* **Exercise prompt**
Filter the listing below, keeping only the lines with the word "chars".

* **Data to examine**
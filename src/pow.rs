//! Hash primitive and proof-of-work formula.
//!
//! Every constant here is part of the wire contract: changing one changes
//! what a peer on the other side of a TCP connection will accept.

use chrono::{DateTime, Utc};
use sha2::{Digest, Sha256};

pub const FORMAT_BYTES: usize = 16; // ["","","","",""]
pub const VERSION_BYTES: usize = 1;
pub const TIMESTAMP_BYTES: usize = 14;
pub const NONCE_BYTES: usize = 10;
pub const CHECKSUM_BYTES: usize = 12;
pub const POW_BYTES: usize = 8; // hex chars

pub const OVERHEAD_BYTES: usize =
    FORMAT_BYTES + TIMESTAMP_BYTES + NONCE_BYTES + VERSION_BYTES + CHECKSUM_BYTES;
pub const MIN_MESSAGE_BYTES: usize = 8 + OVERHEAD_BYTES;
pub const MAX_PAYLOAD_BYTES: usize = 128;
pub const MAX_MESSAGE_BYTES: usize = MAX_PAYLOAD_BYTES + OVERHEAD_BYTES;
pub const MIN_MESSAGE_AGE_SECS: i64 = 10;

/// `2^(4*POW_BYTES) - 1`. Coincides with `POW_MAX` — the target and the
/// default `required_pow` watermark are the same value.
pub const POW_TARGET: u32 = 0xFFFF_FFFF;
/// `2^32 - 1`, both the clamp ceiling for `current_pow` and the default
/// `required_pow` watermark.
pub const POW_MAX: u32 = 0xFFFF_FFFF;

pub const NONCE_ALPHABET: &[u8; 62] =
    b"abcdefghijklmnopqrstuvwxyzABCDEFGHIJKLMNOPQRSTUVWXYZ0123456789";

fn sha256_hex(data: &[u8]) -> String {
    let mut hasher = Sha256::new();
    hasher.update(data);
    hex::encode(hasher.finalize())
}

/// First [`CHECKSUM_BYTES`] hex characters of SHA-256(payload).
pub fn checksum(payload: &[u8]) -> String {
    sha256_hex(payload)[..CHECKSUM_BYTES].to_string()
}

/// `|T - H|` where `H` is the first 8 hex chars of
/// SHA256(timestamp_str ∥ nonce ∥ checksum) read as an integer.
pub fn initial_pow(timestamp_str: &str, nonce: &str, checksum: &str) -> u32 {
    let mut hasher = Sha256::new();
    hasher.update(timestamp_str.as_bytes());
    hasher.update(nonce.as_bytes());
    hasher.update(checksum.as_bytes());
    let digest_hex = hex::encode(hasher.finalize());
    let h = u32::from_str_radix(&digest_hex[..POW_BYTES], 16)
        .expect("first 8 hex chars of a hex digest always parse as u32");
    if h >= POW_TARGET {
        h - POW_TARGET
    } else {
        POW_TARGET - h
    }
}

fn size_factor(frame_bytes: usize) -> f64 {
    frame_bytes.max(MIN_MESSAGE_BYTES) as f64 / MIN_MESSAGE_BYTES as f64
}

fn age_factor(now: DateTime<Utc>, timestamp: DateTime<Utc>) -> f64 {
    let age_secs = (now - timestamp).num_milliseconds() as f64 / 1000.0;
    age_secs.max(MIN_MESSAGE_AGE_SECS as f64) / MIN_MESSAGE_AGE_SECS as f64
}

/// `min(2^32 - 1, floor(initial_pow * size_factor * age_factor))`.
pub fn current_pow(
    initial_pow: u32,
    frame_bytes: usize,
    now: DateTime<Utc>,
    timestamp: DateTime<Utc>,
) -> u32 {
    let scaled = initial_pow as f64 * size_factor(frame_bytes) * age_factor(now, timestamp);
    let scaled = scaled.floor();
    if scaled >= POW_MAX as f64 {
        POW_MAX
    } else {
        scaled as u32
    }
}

* **Response to the task**
pub const POW_BYTES: usize = 8; // hex chars
/// `|T - H|` where `H` is the first 8 hex chars of
        .expect("first 8 hex chars of a hex digest always parse as u32");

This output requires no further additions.